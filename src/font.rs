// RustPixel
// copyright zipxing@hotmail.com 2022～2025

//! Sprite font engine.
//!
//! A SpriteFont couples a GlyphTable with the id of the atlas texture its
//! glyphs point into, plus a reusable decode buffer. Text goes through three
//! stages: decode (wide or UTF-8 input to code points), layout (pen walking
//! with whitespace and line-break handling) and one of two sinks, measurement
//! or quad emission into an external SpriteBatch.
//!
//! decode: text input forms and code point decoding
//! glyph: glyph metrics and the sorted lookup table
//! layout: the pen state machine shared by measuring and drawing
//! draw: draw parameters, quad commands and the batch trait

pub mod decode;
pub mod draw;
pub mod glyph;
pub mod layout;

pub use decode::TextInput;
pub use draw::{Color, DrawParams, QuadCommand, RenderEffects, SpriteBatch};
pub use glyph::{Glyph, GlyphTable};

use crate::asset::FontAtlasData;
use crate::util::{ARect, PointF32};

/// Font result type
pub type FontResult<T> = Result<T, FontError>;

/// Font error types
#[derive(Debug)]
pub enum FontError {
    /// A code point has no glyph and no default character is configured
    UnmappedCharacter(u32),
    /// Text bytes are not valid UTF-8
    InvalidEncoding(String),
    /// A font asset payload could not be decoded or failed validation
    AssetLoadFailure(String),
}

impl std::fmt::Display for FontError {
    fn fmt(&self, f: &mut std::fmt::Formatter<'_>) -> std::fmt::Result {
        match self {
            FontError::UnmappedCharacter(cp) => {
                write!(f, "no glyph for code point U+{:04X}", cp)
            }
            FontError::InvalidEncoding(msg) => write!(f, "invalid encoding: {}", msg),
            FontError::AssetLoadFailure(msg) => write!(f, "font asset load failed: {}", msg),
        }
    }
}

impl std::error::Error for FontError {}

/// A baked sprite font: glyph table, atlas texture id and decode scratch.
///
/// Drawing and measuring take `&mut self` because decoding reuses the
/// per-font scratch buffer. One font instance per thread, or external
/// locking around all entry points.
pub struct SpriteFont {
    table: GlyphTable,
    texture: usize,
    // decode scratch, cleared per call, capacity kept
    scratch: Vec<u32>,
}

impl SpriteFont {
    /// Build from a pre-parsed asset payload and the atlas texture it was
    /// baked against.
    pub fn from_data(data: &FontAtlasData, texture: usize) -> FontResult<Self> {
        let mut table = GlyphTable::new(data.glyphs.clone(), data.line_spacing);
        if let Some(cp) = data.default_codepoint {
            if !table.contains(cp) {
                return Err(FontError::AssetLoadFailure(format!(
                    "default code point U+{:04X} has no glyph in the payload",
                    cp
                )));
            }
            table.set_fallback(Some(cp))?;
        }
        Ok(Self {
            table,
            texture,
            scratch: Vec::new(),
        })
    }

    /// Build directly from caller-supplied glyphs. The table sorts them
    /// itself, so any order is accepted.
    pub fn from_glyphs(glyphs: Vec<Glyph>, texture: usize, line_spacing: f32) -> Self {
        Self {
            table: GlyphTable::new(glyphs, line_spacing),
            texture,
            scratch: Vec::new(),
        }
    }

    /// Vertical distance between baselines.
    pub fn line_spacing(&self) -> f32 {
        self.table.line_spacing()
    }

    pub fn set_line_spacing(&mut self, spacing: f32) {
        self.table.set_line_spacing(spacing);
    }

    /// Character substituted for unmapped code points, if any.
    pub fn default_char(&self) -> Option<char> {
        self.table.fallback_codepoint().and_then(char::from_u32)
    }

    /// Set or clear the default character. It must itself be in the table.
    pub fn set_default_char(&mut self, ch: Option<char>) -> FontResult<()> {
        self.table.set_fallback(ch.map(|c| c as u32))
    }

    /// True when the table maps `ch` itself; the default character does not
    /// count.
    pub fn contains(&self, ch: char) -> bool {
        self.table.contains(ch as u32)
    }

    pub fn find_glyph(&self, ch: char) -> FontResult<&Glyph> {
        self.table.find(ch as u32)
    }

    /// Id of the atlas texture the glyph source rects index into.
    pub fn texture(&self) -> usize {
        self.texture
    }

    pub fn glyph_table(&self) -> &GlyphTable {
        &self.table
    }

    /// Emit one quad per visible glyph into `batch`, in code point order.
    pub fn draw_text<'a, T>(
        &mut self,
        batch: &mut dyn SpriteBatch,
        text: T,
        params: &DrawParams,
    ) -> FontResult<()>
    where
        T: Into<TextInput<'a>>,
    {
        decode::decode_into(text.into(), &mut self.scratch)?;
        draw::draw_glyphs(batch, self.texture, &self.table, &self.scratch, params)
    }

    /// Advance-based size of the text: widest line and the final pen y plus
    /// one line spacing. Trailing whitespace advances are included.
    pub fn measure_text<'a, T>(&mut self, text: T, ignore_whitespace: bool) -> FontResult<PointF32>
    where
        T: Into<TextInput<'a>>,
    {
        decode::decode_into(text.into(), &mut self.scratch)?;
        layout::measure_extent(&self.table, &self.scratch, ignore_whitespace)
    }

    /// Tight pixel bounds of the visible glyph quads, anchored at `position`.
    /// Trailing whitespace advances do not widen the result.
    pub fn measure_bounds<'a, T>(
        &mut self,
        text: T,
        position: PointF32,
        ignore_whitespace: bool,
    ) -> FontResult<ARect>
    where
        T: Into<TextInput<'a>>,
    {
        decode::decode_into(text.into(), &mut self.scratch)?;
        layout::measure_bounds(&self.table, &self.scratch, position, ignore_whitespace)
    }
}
————————
About this task - Which lines above hold the word "contains"? Copy each of them.

Task response -
            if !table.contains(cp) {
    pub fn contains(&self, ch: char) -> bool {
        self.table.contains(ch as u32)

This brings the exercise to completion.